Os espectadores assoaram outra vez os narizes e o pai teve que tirar
seus óculos e limpar as lentes, mas a mãe e a avó
permaneceram de olhos secos, sorrindo e murmurando baixinho. Elas
não prestavam atenção na multidão. Quando
alguém perguntou "A sua também é da Coréia?",
nenhuma das mulheres respondeu, e foi o pai que finalmente disse:
"Hummm? Ah, sim, é."
— Ouviram
isso, Bitsy e Brad? Outra neném coreana!
A
primeira mãe olhou ao redor — ela estava deixando que as
duas avós fizessem uma inspeção mais próxima
— e disse: "É mesmo?". Seu marido lhe fez eco:
"É mesmo!" Deu um passo em direção
aos outros pais e estendeu sua mão.
— Brad
Donaldson. Aquela ali é minha esposa, Bitsy.
— Muito
prazer — disse o segundo pai. — Sami Yazdan. — Ele apertou a mão
de Brad, mas sua falta de interesse era quase cômica; não
conseguia tirar os olhos do seu bebê. — Hum, minha esposa,
Ziba — acrescentou depois de um momento. — Minha mãe, Maryam.
— Ele tinha o sotaque normal de Baltimore, embora pronunciasse os
nomes das duas mulheres como nenhum americano faria — Zi-bá
e Mar-yam. A esposa não levantou os olhos. Estava embalando
o bebê e dizendo o que soava como "Su-su-su". Brad
Donaldson agitou uma das mãos cordialmente na direção
dela e retornou para sua família.
Quando
as transferências foram feitas oficialmente — ambas as asiáticas
mostraram-se aferradas aos detalhes — a multidão dos Donaldson
começou a se dispersar. No entanto, evidentemente algum tipo
de reunião fora planejada para mais tarde, porque as pessoas
ficavam gritando "Encontro vocês lá!" enquanto
se dirigiam para a saída. E então os próprios
pais estavam livres para sair, Bitsy na frente enquanto a mulher
com o carrinho o empurrava logo atrás dela como uma dama
de companhia. (Claramente nada persuadiria Bitsy a renunciar a segurar
o bebê.) Brad ia atrás dela, seguido por alguns extraviados
e, no final da fila, os Yazdan. Um dos avós dos Donaldson,
o amarrotado, ficou para trás para perguntar aos Yazdan:
— Então.
Vocês tiveram que esperar muito por sua nenê? Montes
de papéis para preencher e interrogatórios rigorosos?
— Sim
— disse Sami —, uma espera muito longa. Um processo muito longo
e exaustivo. — E deu um olhar para a esposa. — Houve momentos em
que pensamos que isso nunca aconteceria — ele disse.
O
avô tagarelou para desabafar:
— E
eu não sei!? Deus, o que Bitsy e Brad tiveram que agüentar!
Eles
passaram ao lado da segurança, que consistia em um único
funcionário sentado em um banquinho, e começaram a
descer a escada-rolante — todos, menos o homem com o berço-carrinho.
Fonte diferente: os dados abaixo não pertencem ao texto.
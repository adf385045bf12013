use std::sync::Arc;

use image::DynamicImage;
use tracing::{debug, info, warn};

use crate::core::registry::ModelRegistry;
use crate::detection::RegionDetector;
use crate::detection::ocr::RegionReader;
use crate::detection::preprocessing;
use crate::error::Result;
use crate::models::{BoundingBox, ExtractionResult};

/// Pixels added below each detected box before reading it
pub const DEFAULT_CROP_MARGIN: u32 = 10;

/// Detection + reading + default filling.
///
/// The result always holds exactly the expected labels: labels without a usable reading keep
/// the default value (a reader error counts as no reading), and detections for labels nobody asked for are ignored. When a model
/// reports the same label twice, the later detection wins.
#[derive(Clone)]
pub struct ExtractionPipeline {
    registry: Arc<ModelRegistry>,
    detector: RegionDetector,
    reader: Arc<dyn RegionReader>,
    crop_margin: u32,
}

impl ExtractionPipeline {
    pub fn new(registry: Arc<ModelRegistry>, reader: Arc<dyn RegionReader>) -> Self {
        Self {
            registry,
            detector: RegionDetector::new(),
            reader,
            crop_margin: DEFAULT_CROP_MARGIN,
        }
    }

    pub fn with_crop_margin(mut self, crop_margin: u32) -> Self {
        self.crop_margin = crop_margin;
        self
    }

    pub fn registry(&self) -> &Arc<ModelRegistry> {
        &self.registry
    }

    /// Read every expected label from `img` using the model registered as `model_name`.
    pub fn extract<S: AsRef<str>>(
        &self,
        img: &DynamicImage,
        model_name: &str,
        expected_labels: &[S],
    ) -> Result<ExtractionResult> {
        let model = self.registry.get(model_name)?;
        let boxes = self.detector.detect(img, model.as_ref())?;

        let mut results = ExtractionResult::with_defaults(expected_labels);
        for bbox in last_per_label(&boxes) {
            if !results.contains(&bbox.label) {
                debug!(label = %bbox.label, model = %model_name, "ignoring detection for unexpected label");
                continue;
            }

            let crop = preprocessing::crop_region(img, bbox, self.crop_margin);
            match self.reader.read(&crop) {
                Ok(Some(text)) => results.insert(bbox.label.clone(), text),
                Ok(None) => info!(label = %bbox.label, "no text detected, keeping default"),
                Err(e) => warn!(label = %bbox.label, error = %e, "reading failed, keeping default"),
            }
        }

        info!(
            model = %model_name,
            detections = boxes.len(),
            results = ?results,
            "extraction finished"
        );
        Ok(results)
    }
}

/// Keep only the last box reported for each label, in detection order.
fn last_per_label(boxes: &[BoundingBox]) -> Vec<&BoundingBox> {
    boxes
        .iter()
        .enumerate()
        .filter(|(i, bbox)| !boxes[i + 1..].iter().any(|later| later.label == bbox.label))
        .map(|(_, bbox)| bbox)
        .collect()
}
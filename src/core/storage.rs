use std::fs;
use std::io::ErrorKind as IoErrorKind;
use std::path::{Path, PathBuf};

use tracing::debug;

use crate::error::{Error, Result};

const LABELS_SUFFIX: &str = ".labels";

/// Directory-like store of named model files.
pub trait ModelStorage: Send + Sync {
    /// Names of all stored models, sorted.
    fn list_names(&self) -> Result<Vec<String>>;

    fn read(&self, name: &str) -> Result<Vec<u8>>;

    fn write(&self, name: &str, bytes: &[u8]) -> Result<()>;

    /// Delete a model and its labels. Deleting a missing model is not an error.
    fn delete(&self, name: &str) -> Result<()>;

    /// Class labels stored next to the model, empty when none were stored.
    fn read_labels(&self, name: &str) -> Result<Vec<String>>;

    fn write_labels(&self, name: &str, labels: &[String]) -> Result<()>;

    /// Where `name` lives, as recorded in the model's `file_path`.
    fn location(&self, name: &str) -> String {
        name.to_string()
    }
}

/// Models kept as plain files in one directory, with a `<name>.labels` sidecar
/// holding one class label per line.
#[derive(Debug, Clone)]
pub struct FsModelStorage {
    dir: PathBuf,
}

impl FsModelStorage {
    pub fn new<P: AsRef<Path>>(dir: P) -> Result<Self> {
        let dir = dir.as_ref().to_path_buf();
        fs::create_dir_all(&dir)?;
        Ok(Self { dir })
    }

    pub fn dir(&self) -> &Path {
        &self.dir
    }

    pub fn path_of(&self, name: &str) -> Result<PathBuf> {
        validate_name(name)?;
        Ok(self.dir.join(name))
    }

    fn labels_path(&self, name: &str) -> Result<PathBuf> {
        validate_name(name)?;
        Ok(self.dir.join(format!("{name}{LABELS_SUFFIX}")))
    }
}

fn validate_name(name: &str) -> Result<()> {
    let valid = !name.is_empty()
        && !name.contains(['/', '\\'])
        && name != "."
        && name != ".."
        && !name.ends_with(LABELS_SUFFIX);
    if valid {
        Ok(())
    } else {
        Err(Error::Validation(format!("invalid model name {name:?}")))
    }
}

fn remove_if_present(path: &Path) -> Result<()> {
    match fs::remove_file(path) {
        Ok(()) => Ok(()),
        Err(e) if e.kind() == IoErrorKind::NotFound => Ok(()),
        Err(e) => Err(e.into()),
    }
}

impl ModelStorage for FsModelStorage {
    fn list_names(&self) -> Result<Vec<String>> {
        let mut names = Vec::new();
        for entry in fs::read_dir(&self.dir)? {
            let entry = entry?;
            if !entry.file_type()?.is_file() {
                continue;
            }
            if let Some(name) = entry.file_name().to_str() {
                if !name.ends_with(LABELS_SUFFIX) && !name.starts_with('.') {
                    names.push(name.to_string());
                }
            }
        }
        names.sort();
        Ok(names)
    }

    fn read(&self, name: &str) -> Result<Vec<u8>> {
        let path = self.path_of(name)?;
        fs::read(&path).map_err(|e| Error::load(name, format!("{}: {e}", path.display())))
    }

    fn write(&self, name: &str, bytes: &[u8]) -> Result<()> {
        let path = self.path_of(name)?;
        fs::write(&path, bytes)
            .map_err(|e| Error::Storage(format!("failed to write {}: {e}", path.display())))?;
        debug!(path = %path.display(), bytes = bytes.len(), "stored model file");
        Ok(())
    }

    fn delete(&self, name: &str) -> Result<()> {
        remove_if_present(&self.path_of(name)?)?;
        remove_if_present(&self.labels_path(name)?)
    }

    fn read_labels(&self, name: &str) -> Result<Vec<String>> {
        match fs::read_to_string(self.labels_path(name)?) {
            Ok(text) => Ok(text
                .lines()
                .map(str::trim)
                .filter(|l| !l.is_empty())
                .map(str::to_string)
                .collect()),
            Err(e) if e.kind() == IoErrorKind::NotFound => Ok(Vec::new()),
            Err(e) => Err(e.into()),
        }
    }

    fn write_labels(&self, name: &str, labels: &[String]) -> Result<()> {
        let mut text = labels.join("\n");
        text.push('\n');
        fs::write(self.labels_path(name)?, text)?;
        Ok(())
    }

    fn location(&self, name: &str) -> String {
        self.dir.join(name).display().to_string()
    }
}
Ele teve que pegar o elevador. A mulher com o carrinho, no entanto,
parecia decidida. Com destreza, ela inclinou para trás a
frente do carrinho e avançou para o degrau sem hesitar.
— Escuta
— do degrau mais baixo, Brad gritou para os Yazdan. — Vocês
todos não querem vir para nossa casa? Para comemorar conosco?
Mas
Sami estava absorto em guiar sua esposa para a escada rolante, e
como ele não respondeu, Brad agitou a mão outra vez
naquele jeito afável dele de ah-tudo-bem. "Talvez outra
hora", ele disse para ninguém em particular, e se virou
para seguir com os outros.
As
portas de saída se abriram e os Donaldson saíram em
ondas. Dirigiram-se para o estacionamento em dois, três e
quatro, e logo depois disso os Yazdan apareceram e ficaram de pé
no meio-fio por um momento, sem se mexer, como se precisassem de
tempo para se adaptarem à noite quente, úmida, pouco
iluminada, com cheiro de gasolina.
Sexta-feira,
15 de agosto de 1997. A noite em que as meninas chegaram.